When the movie Annie was released in 1982 I was a month away from turning nine years old. The perfect age to see the movie since the orphan characters are in the same general bracket.
I don’t think it was one I saw in the theatres but I definitely learned every single song in the flick after seeing it numerous times. It was my foray into learning a few things about movies, music, what I liked about both as a kid and how the mashup of the two became a staple in my life.
First, musicals. Annie was probably the first one I’d ever seen, but it certainly wouldn’t be the last. From Disney gems like Aladdin to grownup plots like Grease, give me a movie with singing and dancing as part of the script and I’m in love.
And I’m also learning every single word so I can sing along.
Which of course prompts the question: Do I break out into random song and dance in my daily life because I watched musical movies or was I already predisposed to singing and dancing my way through life so the movies just feel normal?
So many of my favorite movies have a script punctuated by music that crosses over into the character’s lives.
Stand by Me. You may argue with me this isn’t a musical, which it isn’t in the traditional sense of the word. But the music of the time period in which the movie was set had such a heavy influence on the script and characters that I count it nonetheless. Go back and watch the movie and see how many times the kids break out into song or dance.
Another that falls into a similar category? Singles. A true ‘90’s classic with so much musical influence a bunch of the members of Pearl Jam co-star in the film. As another band who’s front man is one of the main characters.
My mom and I used to duet half of Xanadu. Okay, “used to” is a little overstated. I think the last time we did this was, what? Two years ago?
Rock Star? Without the music there would be no movie. Literally. The main character becomes the lead singer of his favorite band. Fame and all its tragic glory ensues. It’s awesome.
And that’s just scratching the surface because if my CD collection or iTunes are any indication, I have way more than a summer romance with soundtracks.
Because that’s the second thing I learned from musical movies: soundtracks are awesome. If I had to guess, I’d estimate 40 or 50 soundtracks exist in my CD/vinyl/digital collection. And that’s probably conservative because, of the seven movie posters hanging on my walls, I can say with 100% certainty I own four of the soundtracks.
Recently I finished binging Parks and Recreation and in episode 3, season 4, the characters Ben and April take a road trip. April, looking through Ben’s CD collection asks why he has so many soundtracks. The ones she listed off? I have all of them.

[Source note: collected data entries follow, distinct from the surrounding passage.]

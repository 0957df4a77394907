use crate::domain::ports::Clock;
use chrono::{DateTime, Duration, Utc};
use std::sync::{Mutex, PoisonError};

/// Wall-clock time from the operating system.
#[derive(Debug, Default, Clone, Copy)]
pub struct SystemClock;

impl Clock for SystemClock {
    fn now(&self) -> DateTime<Utc> {
        Utc::now()
    }
}

/// A clock that only moves when told to. Used by tests and replays.
#[derive(Debug)]
pub struct FixedClock {
    now: Mutex<DateTime<Utc>>,
}

impl FixedClock {
    pub fn new(now: DateTime<Utc>) -> Self {
        Self {
            now: Mutex::new(now),
        }
    }

    pub fn set(&self, now: DateTime<Utc>) {
        *self.now.lock().unwrap_or_else(PoisonError::into_inner) = now;
    }

    pub fn advance(&self, by: Duration) {
        let mut now = self.now.lock().unwrap_or_else(PoisonError::into_inner);
        *now += by;
    }
}

impl Clock for FixedClock {
    fn now(&self) -> DateTime<Utc> {
        *self.now.lock().unwrap_or_else(PoisonError::into_inner)
    }
}

#[cfg(test)]
mod tests {
    use super::*;
    use chrono::TimeZone;

    #[test]
    fn test_fixed_clock_advances() {
        let start = Utc.with_ymd_and_hms(2026, 1, 15, 0, 0, 0).unwrap();
        let clock = FixedClock::new(start);
        assert_eq!(clock.now(), start);

        clock.advance(Duration::days(1));
        assert_eq!(clock.now(), start + Duration::days(1));

        clock.set(start);
        assert_eq!(clock.now(), start);
    }
}
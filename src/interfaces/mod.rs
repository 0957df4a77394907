pub mod batch;
pub mod csv;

His character then sums it up so beautifully:
“I kind of look at it as your favorite directors making a mix tape just for you.”

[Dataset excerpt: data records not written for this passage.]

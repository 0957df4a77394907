use super::installment_reconciler::InstallmentReconciler;
use super::installment_scheduler::InstallmentScheduler;
use super::limit_ledger::LimitLedger;
use super::transaction_engine::{OpenRequest, TransactionEngine};
use crate::config::EngineConfig;
use crate::domain::customer::{Customer, CustomerId};
use crate::domain::installment::{InstallmentLog, PaymentUpdate};
use crate::domain::limit::{LimitBucket, Tenor};
use crate::domain::money::Money;
use crate::domain::ports::{ClockRef, CustomerLookupRef, LedgerStoreRef};
use crate::domain::transaction::{Transaction, TransactionId};
use crate::error::Result;
use chrono::NaiveDate;
use std::collections::{BTreeSet, HashMap};
use tracing::error;

/// A freshly opened transaction together with its repayment plan.
#[derive(Debug, Clone, PartialEq, Eq)]
pub struct OpenedFinancing {
    pub transaction: Transaction,
    pub installments: Vec<InstallmentLog>,
}

/// A transaction joined with the records a back-office screen shows next to it.
#[derive(Debug, Clone, PartialEq, Eq)]
pub struct TransactionView {
    pub transaction: Transaction,
    pub customer: Option<Customer>,
    /// The customer's current bucket at the transaction's tenor.
    pub bucket: Option<LimitBucket>,
    pub installments: Vec<InstallmentLog>,
}

impl TransactionView {
    pub fn paid_months(&self) -> usize {
        self.installments.iter().filter(|log| log.is_paid()).count()
    }

    pub fn outstanding(&self) -> Money {
        self.installments
            .iter()
            .filter(|log| !log.is_paid())
            .map(|log| log.amount)
            .sum()
    }
}

/// The entry point for the excluded HTTP layer.
///
/// `LendingEngine` wires the limit ledger, transaction engine, scheduler and
/// reconciler to one store, customer lookup and clock. It is cheap to clone
/// and every clone shares the same store, so request handlers can each hold
/// their own copy.
#[derive(Clone)]
pub struct LendingEngine {
    store: LedgerStoreRef,
    customers: CustomerLookupRef,
    limits: LimitLedger,
    transactions: TransactionEngine,
    scheduler: InstallmentScheduler,
    reconciler: InstallmentReconciler,
}

impl LendingEngine {
    /// Creates a new `LendingEngine` instance.
    ///
    /// # Arguments
    ///
    /// * `store` - Persistence for buckets, transactions and installments.
    /// * `customers` - Read access to the customer subsystem.
    /// * `clock` - Source of `now` for creation times and due dates.
    /// * `config` - Engine settings such as the due-date time zone.
    pub fn new(
        store: LedgerStoreRef,
        customers: CustomerLookupRef,
        clock: ClockRef,
        config: EngineConfig,
    ) -> Self {
        let transactions = TransactionEngine::new(store.clone(), clock.clone());
        Self {
            limits: LimitLedger::new(store.clone(), customers.clone()),
            scheduler: InstallmentScheduler::new(store.clone(), clock, config.reference_offset),
            reconciler: InstallmentReconciler::new(store.clone(), transactions.clone()),
            transactions,
            customers,
            store,
        }
    }

    pub async fn recompute_limit(
        &self,
        customer_id: CustomerId,
        salary: Money,
    ) -> Result<Vec<LimitBucket>> {
        self.limits.recompute(customer_id, salary).await
    }

    /// Refreshes borrowing power after the customer's salary changed.
    pub async fn recompute_for_customer(&self, customer_id: CustomerId) -> Result<Vec<LimitBucket>> {
        self.limits.recompute_for_customer(customer_id).await
    }

    pub async fn open_transaction(&self, request: OpenRequest) -> Result<Transaction> {
        self.transactions.open(request).await
    }

    pub async fn generate_schedule(
        &self,
        transaction_id: TransactionId,
        total: Money,
        tenor: Tenor,
    ) -> Result<Vec<InstallmentLog>> {
        self.scheduler.generate(transaction_id, total, tenor).await
    }

    /// Opens the transaction and immediately materializes its schedule.
    ///
    /// The two steps commit separately. If scheduling fails the transaction
    /// stays open and the error is returned; retry with
    /// [`LendingEngine::generate_schedule`], never by reopening.
    pub async fn open_financing(&self, request: OpenRequest) -> Result<OpenedFinancing> {
        let transaction = self.transactions.open(request).await?;
        let installments = self
            .scheduler
            .generate(transaction.id, transaction.installment_total, transaction.tenor)
            .await
            .inspect_err(|e| {
                error!(
                    transaction_id = transaction.id,
                    error = %e,
                    "transaction opened but schedule generation failed"
                );
            })?;
        Ok(OpenedFinancing {
            transaction,
            installments,
        })
    }

    pub async fn apply_payments(
        &self,
        transaction_id: TransactionId,
        updates: Vec<PaymentUpdate>,
    ) -> Result<Vec<InstallmentLog>> {
        self.reconciler.apply_payments(transaction_id, updates).await
    }

    pub async fn pay_off(&self, transaction_id: TransactionId) -> Result<Transaction> {
        self.transactions.pay_off(transaction_id).await
    }

    pub async fn get_transaction(&self, transaction_id: TransactionId) -> Result<Option<Transaction>> {
        self.transactions.get(transaction_id).await
    }

    pub async fn get_buckets_by_customer(&self, customer_id: CustomerId) -> Result<Vec<LimitBucket>> {
        self.limits.buckets(customer_id).await
    }

    pub async fn all_buckets(&self) -> Result<Vec<LimitBucket>> {
        self.store.all_buckets().await
    }

    /// Unpaid installments due on `date` in the reference time zone.
    pub async fn list_due_installments(&self, date: NaiveDate) -> Result<Vec<InstallmentLog>> {
        self.store.due_installments(date).await
    }

    pub async fn customer_transactions(&self, customer_id: CustomerId) -> Result<Vec<TransactionView>> {
        let transactions = self.store.transactions_by_customer(customer_id).await?;
        self.views(transactions).await
    }

    /// Every transaction with its customer, bucket and schedule.
    pub async fn transaction_report(&self) -> Result<Vec<TransactionView>> {
        let transactions = self.store.all_transactions().await?;
        self.views(transactions).await
    }

    async fn views(&self, transactions: Vec<Transaction>) -> Result<Vec<TransactionView>> {
        let customer_ids: Vec<CustomerId> = transactions
            .iter()
            .map(|tx| tx.customer_id)
            .collect::<BTreeSet<_>>()
            .into_iter()
            .collect();
        let transaction_ids: Vec<TransactionId> = transactions.iter().map(|tx| tx.id).collect();

        let customers = self.customers.customers(&customer_ids).await?;
        let buckets = match customer_ids.as_slice() {
            [single] => self.store.buckets_by_customer(*single).await?,
            _ => self.store.all_buckets().await?,
        };
        let installments = self.store.installments_for(&transaction_ids).await?;

        Ok(build_views(transactions, customers, buckets, installments))
    }
}

/// Joins transactions with their related rows through keyed lookups built once.
fn build_views(
    transactions: Vec<Transaction>,
    customers: Vec<Customer>,
    buckets: Vec<LimitBucket>,
    installments: Vec<InstallmentLog>,
) -> Vec<TransactionView> {
    let customers: HashMap<CustomerId, Customer> =
        customers.into_iter().map(|c| (c.id, c)).collect();
    let buckets: HashMap<(CustomerId, Tenor), LimitBucket> = buckets
        .into_iter()
        .map(|b| ((b.customer_id, b.tenor), b))
        .collect();
    let mut schedules: HashMap<TransactionId, Vec<InstallmentLog>> = HashMap::new();
    for log in installments {
        schedules.entry(log.transaction_id).or_default().push(log);
    }

    transactions
        .into_iter()
        .map(|transaction| {
            let mut installments = schedules.remove(&transaction.id).unwrap_or_default();
            installments.sort_by_key(|log| log.month);
            TransactionView {
                customer: customers.get(&transaction.customer_id).cloned(),
                bucket: buckets
                    .get(&(transaction.customer_id, transaction.tenor))
                    .cloned(),
                installments,
                transaction,
            }
        })
        .collect()
}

I mean, Guardians of the Galaxy wouldn’t have half of its plot if it wasn’t for the literal mix tape owned by the main character. And that’s a movie for dudes, right?
Many men wouldn’t admit to it but they love a good musical movie. Don’t believe me? Poll the men in your life, ask if they’re a fan of The Blues Brothers. Yup. That’s what I thought. Singing and dancing pretty much was their mission. They were so committed to music they tell the audience, through song of course, what type of music they’re representing in four little words: “I’m a soul man.”
What brings me back to today’s song choice is the last thing these flicks taught me. The promise of what musical movies provide. The knowledge that, after their final number, everything is going to work out okay despite the tragedies they face in the moment.
Annie almost dies on a drawbridge when another character chases her to the top and he’s got her hand then…okay I can’t talk about it, that scene scared the crap out of me as a kid. And the only thing that changed my mind about Tim Curry after that? You guessed it, Rocky Horror Picture Show.
But in the end, whether Annie was lamenting why It’s a Hard Knock Life or contemplating if Maybe her parents would be swell, the most poignant moment in her young life comes when she proves that she’s an eternal optimist.
Because no matter what dark cloud today throws at you, there’s always the promise of the sun coming out Tomorrow.